Within the listing, how many lines hold the word "builders"? Give the number by itself.

Supplied entries:
*-*-*
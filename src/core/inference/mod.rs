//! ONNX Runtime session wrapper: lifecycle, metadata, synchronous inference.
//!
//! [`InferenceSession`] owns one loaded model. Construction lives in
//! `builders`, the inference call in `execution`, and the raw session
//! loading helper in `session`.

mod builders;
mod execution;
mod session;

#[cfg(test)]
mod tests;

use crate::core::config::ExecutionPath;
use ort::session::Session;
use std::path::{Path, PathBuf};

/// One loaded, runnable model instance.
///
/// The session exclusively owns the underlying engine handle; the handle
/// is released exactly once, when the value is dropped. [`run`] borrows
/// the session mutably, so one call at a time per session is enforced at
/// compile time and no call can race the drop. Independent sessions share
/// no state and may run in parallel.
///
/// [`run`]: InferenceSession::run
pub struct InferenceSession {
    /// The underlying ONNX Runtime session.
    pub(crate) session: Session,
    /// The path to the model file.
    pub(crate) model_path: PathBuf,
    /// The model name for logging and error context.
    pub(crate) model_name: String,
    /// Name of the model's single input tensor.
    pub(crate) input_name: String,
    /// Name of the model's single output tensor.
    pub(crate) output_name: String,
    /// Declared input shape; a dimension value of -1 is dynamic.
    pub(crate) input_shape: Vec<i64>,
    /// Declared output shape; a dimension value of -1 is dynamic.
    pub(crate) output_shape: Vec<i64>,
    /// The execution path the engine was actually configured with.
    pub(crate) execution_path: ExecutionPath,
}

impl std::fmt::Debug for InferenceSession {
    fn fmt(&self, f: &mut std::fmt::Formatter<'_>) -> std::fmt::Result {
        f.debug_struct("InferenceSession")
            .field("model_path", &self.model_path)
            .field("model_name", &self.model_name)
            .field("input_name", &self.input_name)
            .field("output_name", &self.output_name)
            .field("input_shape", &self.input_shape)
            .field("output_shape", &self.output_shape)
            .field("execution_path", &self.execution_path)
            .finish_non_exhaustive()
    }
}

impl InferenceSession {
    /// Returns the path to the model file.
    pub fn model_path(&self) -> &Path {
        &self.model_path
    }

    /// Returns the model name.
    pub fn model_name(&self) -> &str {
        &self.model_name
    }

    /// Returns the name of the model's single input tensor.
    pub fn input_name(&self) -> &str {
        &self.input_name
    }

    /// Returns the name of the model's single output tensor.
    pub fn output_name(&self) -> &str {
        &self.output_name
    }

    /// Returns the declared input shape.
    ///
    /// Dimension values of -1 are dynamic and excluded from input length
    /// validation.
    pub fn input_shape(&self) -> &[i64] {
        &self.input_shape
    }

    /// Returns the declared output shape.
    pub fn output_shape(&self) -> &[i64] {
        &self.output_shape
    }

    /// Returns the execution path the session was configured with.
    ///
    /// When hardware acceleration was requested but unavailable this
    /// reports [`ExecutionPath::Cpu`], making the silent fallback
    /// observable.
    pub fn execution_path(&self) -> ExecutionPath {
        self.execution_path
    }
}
*-*-*
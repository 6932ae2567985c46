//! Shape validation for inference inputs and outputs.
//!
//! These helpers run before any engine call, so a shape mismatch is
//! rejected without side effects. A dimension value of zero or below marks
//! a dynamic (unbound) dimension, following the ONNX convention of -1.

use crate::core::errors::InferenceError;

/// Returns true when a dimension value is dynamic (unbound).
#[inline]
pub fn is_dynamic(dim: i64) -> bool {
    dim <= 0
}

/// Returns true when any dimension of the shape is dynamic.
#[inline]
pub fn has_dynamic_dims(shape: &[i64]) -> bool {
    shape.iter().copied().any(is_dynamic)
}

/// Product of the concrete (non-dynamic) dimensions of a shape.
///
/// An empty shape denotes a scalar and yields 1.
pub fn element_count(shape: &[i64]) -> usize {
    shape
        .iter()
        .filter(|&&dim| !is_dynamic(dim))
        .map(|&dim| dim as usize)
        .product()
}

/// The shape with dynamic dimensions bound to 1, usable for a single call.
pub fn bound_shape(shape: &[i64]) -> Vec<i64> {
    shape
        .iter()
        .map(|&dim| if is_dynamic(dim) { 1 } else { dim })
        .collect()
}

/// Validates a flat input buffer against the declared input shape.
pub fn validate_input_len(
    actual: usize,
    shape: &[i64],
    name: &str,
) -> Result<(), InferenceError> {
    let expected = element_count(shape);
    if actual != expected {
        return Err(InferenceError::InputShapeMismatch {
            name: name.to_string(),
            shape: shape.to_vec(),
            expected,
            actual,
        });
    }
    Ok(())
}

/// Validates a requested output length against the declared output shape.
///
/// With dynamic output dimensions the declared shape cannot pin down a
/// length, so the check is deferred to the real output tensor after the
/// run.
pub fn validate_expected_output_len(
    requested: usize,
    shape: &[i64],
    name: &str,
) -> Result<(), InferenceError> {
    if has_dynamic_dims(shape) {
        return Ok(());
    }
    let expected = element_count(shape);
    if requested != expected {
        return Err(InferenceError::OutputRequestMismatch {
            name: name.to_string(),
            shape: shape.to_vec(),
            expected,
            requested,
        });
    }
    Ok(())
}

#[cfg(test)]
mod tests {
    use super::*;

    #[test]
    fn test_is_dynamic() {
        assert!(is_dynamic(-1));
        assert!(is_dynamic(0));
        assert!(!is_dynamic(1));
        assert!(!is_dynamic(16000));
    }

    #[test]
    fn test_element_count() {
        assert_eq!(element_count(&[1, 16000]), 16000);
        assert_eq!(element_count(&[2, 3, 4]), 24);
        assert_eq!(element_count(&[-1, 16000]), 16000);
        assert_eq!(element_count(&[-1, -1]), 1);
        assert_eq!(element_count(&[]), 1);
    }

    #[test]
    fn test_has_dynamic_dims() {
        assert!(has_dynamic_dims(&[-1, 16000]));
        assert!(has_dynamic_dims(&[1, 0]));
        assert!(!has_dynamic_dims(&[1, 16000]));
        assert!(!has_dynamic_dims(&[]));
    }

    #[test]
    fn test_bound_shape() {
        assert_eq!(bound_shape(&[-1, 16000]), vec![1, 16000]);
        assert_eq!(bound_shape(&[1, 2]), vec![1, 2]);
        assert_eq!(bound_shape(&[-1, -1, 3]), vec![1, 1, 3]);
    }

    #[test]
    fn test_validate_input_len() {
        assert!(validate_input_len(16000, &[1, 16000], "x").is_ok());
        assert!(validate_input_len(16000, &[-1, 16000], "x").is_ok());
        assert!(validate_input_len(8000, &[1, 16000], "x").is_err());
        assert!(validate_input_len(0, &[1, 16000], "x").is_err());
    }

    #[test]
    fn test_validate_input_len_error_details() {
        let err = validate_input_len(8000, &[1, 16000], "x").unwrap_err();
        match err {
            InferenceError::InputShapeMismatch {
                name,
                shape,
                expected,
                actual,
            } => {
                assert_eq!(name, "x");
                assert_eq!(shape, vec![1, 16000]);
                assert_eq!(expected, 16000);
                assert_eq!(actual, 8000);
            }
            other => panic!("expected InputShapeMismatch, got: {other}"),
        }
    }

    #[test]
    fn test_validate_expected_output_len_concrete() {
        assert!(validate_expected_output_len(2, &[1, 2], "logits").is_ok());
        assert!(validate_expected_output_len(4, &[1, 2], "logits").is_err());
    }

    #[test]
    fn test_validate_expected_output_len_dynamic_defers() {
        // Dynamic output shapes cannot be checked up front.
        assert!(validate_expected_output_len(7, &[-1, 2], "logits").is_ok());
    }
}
*-*-*
Solution:
2